(DATA EXTRACTS)

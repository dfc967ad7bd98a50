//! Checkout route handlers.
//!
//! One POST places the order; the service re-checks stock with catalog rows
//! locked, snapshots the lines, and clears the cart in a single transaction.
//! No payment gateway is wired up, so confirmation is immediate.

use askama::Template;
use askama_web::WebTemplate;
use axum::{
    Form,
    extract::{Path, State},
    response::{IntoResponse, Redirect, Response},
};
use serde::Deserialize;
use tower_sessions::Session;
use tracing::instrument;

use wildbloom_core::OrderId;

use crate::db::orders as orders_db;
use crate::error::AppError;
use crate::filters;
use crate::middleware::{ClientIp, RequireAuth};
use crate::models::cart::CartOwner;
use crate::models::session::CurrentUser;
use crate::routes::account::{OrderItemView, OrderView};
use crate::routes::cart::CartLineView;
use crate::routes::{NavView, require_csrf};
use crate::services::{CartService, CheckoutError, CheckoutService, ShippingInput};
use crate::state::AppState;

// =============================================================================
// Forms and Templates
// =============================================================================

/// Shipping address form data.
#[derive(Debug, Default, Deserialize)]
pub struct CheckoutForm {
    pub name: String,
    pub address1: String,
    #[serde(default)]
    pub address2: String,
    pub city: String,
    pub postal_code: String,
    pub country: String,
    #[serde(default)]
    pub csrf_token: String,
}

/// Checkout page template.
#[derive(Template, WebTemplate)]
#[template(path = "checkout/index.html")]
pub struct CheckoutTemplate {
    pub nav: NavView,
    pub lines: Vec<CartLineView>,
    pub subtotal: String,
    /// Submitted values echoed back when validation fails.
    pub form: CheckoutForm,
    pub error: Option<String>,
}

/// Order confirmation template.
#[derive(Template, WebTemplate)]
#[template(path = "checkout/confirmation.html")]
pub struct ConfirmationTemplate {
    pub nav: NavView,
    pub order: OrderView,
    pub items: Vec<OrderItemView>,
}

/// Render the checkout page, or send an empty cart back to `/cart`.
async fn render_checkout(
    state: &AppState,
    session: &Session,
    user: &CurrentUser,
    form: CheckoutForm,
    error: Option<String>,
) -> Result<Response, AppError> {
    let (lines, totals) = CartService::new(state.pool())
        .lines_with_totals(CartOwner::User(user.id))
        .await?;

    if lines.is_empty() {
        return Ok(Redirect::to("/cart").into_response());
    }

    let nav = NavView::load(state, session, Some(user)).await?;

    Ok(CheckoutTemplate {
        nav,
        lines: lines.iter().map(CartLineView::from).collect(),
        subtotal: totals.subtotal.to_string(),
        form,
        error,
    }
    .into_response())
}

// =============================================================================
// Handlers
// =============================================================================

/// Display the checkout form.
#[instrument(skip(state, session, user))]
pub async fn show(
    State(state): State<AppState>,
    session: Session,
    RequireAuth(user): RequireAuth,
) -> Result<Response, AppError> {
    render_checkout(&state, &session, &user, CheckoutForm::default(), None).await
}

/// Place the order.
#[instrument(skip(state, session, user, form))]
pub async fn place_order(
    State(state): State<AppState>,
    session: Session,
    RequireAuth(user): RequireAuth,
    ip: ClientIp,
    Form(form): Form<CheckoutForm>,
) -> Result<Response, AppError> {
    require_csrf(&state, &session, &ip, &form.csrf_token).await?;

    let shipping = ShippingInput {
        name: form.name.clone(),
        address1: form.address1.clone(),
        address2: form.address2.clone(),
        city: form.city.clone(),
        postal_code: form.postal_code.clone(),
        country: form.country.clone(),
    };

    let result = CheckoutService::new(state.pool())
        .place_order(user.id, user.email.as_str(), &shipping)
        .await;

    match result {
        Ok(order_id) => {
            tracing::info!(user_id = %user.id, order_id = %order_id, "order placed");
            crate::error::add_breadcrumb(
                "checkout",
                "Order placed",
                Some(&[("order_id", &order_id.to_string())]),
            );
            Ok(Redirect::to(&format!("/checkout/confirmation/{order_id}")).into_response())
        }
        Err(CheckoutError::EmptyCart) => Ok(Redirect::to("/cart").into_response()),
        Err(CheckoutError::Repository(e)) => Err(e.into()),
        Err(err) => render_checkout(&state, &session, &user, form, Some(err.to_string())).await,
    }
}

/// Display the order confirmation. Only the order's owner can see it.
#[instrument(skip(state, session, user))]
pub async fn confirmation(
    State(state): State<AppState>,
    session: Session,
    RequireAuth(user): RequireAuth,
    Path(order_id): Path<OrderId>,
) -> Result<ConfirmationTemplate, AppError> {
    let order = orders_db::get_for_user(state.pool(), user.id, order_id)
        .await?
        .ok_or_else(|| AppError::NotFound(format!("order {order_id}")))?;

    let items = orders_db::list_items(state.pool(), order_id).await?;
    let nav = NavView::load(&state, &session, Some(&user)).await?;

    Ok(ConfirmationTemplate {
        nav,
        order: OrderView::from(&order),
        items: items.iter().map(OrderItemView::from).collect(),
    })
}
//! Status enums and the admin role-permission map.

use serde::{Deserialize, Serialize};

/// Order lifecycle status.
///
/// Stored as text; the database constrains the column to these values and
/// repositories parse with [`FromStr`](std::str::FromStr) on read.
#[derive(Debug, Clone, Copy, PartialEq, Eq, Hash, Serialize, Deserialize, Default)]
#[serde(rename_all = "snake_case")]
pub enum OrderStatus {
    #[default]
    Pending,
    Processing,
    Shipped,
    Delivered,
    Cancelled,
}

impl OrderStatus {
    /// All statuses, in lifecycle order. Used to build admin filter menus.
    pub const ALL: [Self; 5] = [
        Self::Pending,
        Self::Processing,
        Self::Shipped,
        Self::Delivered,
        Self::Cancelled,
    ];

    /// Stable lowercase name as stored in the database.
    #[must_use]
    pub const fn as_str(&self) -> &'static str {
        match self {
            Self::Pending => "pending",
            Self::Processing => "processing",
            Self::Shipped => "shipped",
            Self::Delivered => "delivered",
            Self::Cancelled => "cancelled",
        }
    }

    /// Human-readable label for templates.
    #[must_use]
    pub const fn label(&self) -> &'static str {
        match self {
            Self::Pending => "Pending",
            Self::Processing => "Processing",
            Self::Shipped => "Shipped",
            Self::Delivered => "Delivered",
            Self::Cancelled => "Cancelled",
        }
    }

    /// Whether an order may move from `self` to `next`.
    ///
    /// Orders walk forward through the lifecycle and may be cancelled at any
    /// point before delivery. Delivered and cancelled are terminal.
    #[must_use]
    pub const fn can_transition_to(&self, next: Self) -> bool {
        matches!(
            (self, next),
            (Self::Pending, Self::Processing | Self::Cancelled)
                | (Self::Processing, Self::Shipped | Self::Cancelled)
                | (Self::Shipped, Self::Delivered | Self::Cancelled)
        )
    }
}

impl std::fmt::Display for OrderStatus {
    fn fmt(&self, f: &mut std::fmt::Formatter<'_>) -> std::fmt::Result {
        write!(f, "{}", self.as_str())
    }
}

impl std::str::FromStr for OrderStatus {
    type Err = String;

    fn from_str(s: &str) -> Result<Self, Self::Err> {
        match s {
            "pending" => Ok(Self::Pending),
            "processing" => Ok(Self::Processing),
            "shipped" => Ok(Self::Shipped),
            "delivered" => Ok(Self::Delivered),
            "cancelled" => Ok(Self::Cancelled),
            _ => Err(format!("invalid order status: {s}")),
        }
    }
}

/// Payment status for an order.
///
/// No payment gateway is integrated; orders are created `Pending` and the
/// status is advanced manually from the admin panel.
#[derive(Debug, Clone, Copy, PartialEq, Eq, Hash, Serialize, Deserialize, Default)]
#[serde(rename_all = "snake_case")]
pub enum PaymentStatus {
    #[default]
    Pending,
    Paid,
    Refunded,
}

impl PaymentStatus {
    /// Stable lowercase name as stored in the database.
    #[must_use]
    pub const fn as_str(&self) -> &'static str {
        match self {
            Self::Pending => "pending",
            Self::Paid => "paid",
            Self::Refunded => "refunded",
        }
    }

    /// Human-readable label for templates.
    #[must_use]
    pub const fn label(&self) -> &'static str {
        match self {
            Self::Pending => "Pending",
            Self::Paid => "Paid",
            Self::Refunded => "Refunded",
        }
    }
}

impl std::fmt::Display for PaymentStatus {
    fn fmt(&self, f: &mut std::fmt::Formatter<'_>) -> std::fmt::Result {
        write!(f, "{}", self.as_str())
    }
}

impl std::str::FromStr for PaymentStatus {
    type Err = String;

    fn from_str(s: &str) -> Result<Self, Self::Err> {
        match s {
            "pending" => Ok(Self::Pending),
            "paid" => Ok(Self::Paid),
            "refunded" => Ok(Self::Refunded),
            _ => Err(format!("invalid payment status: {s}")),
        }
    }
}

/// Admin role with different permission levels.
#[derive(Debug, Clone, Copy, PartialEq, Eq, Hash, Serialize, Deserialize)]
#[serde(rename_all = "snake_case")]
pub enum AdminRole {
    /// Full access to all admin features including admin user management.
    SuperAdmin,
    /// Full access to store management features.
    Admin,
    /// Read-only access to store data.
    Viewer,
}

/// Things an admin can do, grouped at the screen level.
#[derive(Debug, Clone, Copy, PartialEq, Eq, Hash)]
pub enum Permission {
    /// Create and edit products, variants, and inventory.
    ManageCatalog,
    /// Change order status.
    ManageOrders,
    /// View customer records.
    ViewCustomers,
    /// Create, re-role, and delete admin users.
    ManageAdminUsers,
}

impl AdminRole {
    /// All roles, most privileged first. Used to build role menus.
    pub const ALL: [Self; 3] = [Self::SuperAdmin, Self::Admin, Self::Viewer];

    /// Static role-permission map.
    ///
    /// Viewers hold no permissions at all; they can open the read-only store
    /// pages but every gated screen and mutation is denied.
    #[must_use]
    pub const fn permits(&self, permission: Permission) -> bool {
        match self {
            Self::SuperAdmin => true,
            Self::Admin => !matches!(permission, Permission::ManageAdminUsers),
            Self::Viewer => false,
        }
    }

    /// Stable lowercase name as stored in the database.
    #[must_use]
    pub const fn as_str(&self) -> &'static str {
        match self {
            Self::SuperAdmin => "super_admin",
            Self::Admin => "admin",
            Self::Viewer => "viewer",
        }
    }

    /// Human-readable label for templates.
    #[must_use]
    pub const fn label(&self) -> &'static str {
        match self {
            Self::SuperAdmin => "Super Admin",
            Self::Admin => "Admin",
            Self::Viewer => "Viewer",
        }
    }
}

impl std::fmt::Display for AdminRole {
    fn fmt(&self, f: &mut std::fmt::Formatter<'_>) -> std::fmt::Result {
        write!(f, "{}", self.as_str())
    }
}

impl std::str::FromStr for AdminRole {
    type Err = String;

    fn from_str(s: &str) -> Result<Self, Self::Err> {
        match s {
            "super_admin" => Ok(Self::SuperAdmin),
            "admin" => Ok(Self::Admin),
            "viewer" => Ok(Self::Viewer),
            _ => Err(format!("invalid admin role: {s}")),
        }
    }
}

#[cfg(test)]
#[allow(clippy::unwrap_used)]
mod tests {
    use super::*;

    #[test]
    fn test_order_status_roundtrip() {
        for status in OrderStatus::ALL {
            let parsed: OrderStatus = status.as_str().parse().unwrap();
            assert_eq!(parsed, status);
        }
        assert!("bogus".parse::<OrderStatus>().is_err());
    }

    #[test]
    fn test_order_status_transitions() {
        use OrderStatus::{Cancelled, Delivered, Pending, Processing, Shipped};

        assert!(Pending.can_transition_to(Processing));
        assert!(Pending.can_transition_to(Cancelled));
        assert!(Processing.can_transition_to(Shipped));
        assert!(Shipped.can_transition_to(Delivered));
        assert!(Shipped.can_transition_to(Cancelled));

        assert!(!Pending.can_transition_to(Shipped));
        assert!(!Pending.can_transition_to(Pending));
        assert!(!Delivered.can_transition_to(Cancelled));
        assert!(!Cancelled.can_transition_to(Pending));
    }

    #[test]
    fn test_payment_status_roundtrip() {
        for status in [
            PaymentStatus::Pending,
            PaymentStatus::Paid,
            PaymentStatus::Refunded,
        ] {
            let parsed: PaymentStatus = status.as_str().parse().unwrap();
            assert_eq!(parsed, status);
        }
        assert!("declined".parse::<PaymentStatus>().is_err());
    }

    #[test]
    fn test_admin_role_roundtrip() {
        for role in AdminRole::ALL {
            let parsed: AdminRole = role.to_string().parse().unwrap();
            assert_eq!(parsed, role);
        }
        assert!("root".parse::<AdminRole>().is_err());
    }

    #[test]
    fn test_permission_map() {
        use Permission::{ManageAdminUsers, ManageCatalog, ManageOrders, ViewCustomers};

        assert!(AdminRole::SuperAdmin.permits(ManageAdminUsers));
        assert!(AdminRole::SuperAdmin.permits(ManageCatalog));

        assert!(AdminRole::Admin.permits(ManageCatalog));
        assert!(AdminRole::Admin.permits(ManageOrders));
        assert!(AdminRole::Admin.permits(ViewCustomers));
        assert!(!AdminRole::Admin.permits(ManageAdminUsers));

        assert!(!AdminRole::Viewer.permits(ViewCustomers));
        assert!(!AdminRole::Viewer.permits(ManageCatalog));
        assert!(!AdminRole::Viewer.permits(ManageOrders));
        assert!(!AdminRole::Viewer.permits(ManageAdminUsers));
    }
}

(End DATA EXTRACTS)
(DATA EXTRACTS)

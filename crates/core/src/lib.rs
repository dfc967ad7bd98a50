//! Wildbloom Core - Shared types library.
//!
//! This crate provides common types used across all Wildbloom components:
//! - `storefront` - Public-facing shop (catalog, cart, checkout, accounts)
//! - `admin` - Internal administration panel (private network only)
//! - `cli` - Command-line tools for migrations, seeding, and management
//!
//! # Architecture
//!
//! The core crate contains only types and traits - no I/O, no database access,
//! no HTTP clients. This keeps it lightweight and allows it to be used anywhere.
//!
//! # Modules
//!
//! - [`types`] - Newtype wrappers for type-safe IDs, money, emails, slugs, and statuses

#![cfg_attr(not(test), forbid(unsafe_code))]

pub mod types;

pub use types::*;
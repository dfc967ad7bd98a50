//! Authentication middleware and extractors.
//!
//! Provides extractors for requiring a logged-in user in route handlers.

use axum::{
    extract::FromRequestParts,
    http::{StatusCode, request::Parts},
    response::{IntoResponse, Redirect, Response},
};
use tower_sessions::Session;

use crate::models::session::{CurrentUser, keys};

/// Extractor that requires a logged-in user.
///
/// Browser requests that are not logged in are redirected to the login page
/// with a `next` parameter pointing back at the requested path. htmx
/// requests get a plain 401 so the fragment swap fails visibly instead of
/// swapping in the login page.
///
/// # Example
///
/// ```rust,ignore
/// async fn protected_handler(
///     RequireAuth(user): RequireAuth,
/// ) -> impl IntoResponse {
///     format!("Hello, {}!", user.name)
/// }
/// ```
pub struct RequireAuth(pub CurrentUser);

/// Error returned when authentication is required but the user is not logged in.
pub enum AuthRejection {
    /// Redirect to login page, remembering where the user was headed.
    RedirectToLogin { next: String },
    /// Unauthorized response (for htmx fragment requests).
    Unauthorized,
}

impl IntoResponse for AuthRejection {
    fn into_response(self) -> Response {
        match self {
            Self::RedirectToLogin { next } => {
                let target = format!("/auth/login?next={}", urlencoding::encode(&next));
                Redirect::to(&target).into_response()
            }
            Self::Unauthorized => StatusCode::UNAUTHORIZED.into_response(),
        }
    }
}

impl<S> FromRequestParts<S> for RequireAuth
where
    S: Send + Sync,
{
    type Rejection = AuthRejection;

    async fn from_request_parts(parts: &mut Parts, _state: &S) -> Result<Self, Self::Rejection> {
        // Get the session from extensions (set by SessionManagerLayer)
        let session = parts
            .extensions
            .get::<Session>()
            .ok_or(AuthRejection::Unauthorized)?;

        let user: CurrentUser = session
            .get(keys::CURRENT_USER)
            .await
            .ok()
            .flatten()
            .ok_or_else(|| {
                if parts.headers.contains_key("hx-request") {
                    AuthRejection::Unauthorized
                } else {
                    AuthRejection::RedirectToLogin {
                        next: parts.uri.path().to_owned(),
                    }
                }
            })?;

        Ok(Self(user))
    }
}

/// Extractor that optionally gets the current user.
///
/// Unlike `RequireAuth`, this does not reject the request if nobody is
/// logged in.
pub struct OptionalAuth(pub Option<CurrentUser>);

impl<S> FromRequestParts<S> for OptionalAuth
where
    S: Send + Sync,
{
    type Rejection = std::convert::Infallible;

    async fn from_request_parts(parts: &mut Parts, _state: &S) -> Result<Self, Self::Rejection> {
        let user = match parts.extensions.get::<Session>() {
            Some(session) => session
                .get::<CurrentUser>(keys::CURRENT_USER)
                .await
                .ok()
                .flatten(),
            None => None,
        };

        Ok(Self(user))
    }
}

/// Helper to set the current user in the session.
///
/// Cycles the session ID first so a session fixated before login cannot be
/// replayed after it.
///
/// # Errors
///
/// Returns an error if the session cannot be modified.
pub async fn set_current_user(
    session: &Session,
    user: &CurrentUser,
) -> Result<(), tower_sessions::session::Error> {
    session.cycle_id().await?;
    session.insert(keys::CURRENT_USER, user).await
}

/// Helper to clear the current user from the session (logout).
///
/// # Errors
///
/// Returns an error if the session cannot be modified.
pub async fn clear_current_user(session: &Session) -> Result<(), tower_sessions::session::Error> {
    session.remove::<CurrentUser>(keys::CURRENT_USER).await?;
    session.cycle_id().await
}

(End DATA EXTRACTS)

WHAT YOU ARE ASKED TO DO –
Whenever a line of the listing above holds the word "extractors", copy that line.

REPLY TO THE TASK –
//! Authentication middleware and extractors.
//! Provides extractors for requiring a logged-in user in route handlers.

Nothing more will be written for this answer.